*Input data*:

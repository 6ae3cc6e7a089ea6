//! Disk resize driven by caller-supplied callbacks.
//!
//! There is no byte-level notion of progress here: the operation only
//! polls the backend once per `run` call until it reports a final status.

use super::{DiskImageOperation, DiskImageStatus, OperationState, VmId};

/// Status report from the resize backend.
#[derive(Clone, Debug, PartialEq, Eq)]
pub struct ResizeUpdate {
    pub status: DiskImageStatus,
    pub failure_reason: String,
}

impl ResizeUpdate {
    pub fn in_progress() -> Self {
        Self {
            status: DiskImageStatus::InProgress,
            failure_reason: String::new(),
        }
    }

    pub fn resized() -> Self {
        Self {
            status: DiskImageStatus::Resized,
            failure_reason: String::new(),
        }
    }

    pub fn failed(reason: impl Into<String>) -> Self {
        Self {
            status: DiskImageStatus::Failed,
            failure_reason: reason.into(),
        }
    }
}

/// Polls the backend for the current state of a resize.
pub type ResizePoll = Box<dyn FnMut(&VmId) -> ResizeUpdate>;

pub struct VmResizeOperation {
    state: OperationState,
    target_size: u64,
    poll: ResizePoll,
}

impl VmResizeOperation {
    /// Start resizing `vm_id` to `size` bytes.
    ///
    /// `start` runs synchronously and decides the initial status, so the
    /// returned operation may already be finished (or failed).
    pub fn create<S>(vm_id: VmId, size: u64, start: S, poll: ResizePoll) -> DiskImageOperation
    where
        S: FnOnce(&VmId, u64) -> ResizeUpdate,
    {
        let mut op = Self {
            state: OperationState::new(vm_id),
            target_size: size,
            poll,
        };

        let update = start(op.state.vm_id(), size);
        op.apply(update);
        tracing::info!(
            uuid = %op.state.uuid(),
            vm = %op.state.vm_id(),
            size,
            status = %op.state.status(),
            "Started disk resize"
        );

        DiskImageOperation::Resize(op)
    }

    pub fn state(&self) -> &OperationState {
        &self.state
    }

    pub fn target_size(&self) -> u64 {
        self.target_size
    }

    /// Poll once; the io budget is irrelevant.
    pub(crate) fn execute_io(&mut self, _io_limit: u64) -> bool {
        let update = (self.poll)(self.state.vm_id());
        self.apply(update);
        self.state.status() != DiskImageStatus::InProgress
    }

    pub(crate) fn finalize(&mut self) {}

    fn apply(&mut self, update: ResizeUpdate) {
        if update.status.is_failure() {
            tracing::warn!(
                uuid = %self.state.uuid(),
                vm = %self.state.vm_id(),
                status = %update.status,
                "Resize failed: {}",
                update.failure_reason
            );
        }
        self.state.set_failure_reason(update.failure_reason);
        self.state.set_status(update.status);
    }
}

#[cfg(test)]
mod tests {
    use super::*;
    use std::cell::Cell;
    use std::rc::Rc;

    fn vm() -> VmId {
        VmId::new("owner", "termina")
    }

    #[test]
    fn test_start_callback_sets_initial_status() {
        let op = VmResizeOperation::create(
            vm(),
            1 << 30,
            |id, size| {
                assert_eq!(id.name, "termina");
                assert_eq!(size, 1 << 30);
                ResizeUpdate::in_progress()
            },
            Box::new(|_| ResizeUpdate::in_progress()),
        );
        assert_eq!(op.status(), DiskImageStatus::InProgress);
        assert_eq!(op.progress(), 0);
    }

    #[test]
    fn test_polls_until_resized() {
        let polls = Rc::new(Cell::new(0));
        let counter = Rc::clone(&polls);
        let mut op = VmResizeOperation::create(
            vm(),
            4096,
            |_, _| ResizeUpdate::in_progress(),
            Box::new(move |_| {
                counter.set(counter.get() + 1);
                if counter.get() < 3 {
                    ResizeUpdate::in_progress()
                } else {
                    ResizeUpdate::resized()
                }
            }),
        );

        assert_eq!(op.run(0).unwrap(), DiskImageStatus::InProgress);
        assert_eq!(op.run(1).unwrap(), DiskImageStatus::InProgress);
        assert_eq!(op.run(u64::MAX).unwrap(), DiskImageStatus::Resized);
        assert_eq!(polls.get(), 3);
        assert_eq!(op.progress(), 100);
    }

    #[test]
    fn test_poll_failure_is_recorded() {
        let mut op = VmResizeOperation::create(
            vm(),
            4096,
            |_, _| ResizeUpdate::in_progress(),
            Box::new(|_| ResizeUpdate::failed("lvm said no")),
        );

        assert_eq!(op.run(1).unwrap(), DiskImageStatus::Failed);
        assert_eq!(op.failure_reason(), "lvm said no");
    }

    #[test]
    fn test_born_failed_is_never_polled() {
        let polled = Rc::new(Cell::new(false));
        let flag = Rc::clone(&polled);
        let mut op = VmResizeOperation::create(
            vm(),
            4096,
            |_, _| ResizeUpdate::failed("no such disk"),
            Box::new(move |_| {
                flag.set(true);
                ResizeUpdate::resized()
            }),
        );

        assert!(op.run(1).is_err());
        assert!(!polled.get());
        assert_eq!(op.status(), DiskImageStatus::Failed);
    }
}
//! Archive and codec plumbing for disk image operations.
//!
//! - `handles` - reader/writer ownership with a fixed release order
//! - `format` - container detection and owned import readers
//! - `frame_writer` - zstd writer with a per-frame input cap
//! - `seek_table` - seekable trailer codec, scanner and random access
//! - `digest` - SHA-256 tee over exported bytes
//! - `sparse` - hole-preserving output writer

pub mod digest;
pub mod format;
mod frame_writer;
mod handles;
pub mod seek_table;
mod sparse;

pub use digest::{DigestWriter, SharedDigest};
pub use format::ContainerFormat;
pub use frame_writer::FrameWriter;
pub use handles::ArchiveHandles;
pub use seek_table::{FrameLocation, FrameScanner, SeekTable, SeekTableEntry, SeekTableError};
pub use sparse::SparseWriter;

*What needs to be done*: Count of lines that include "format" in the records above: write that value only.

*Response*: 3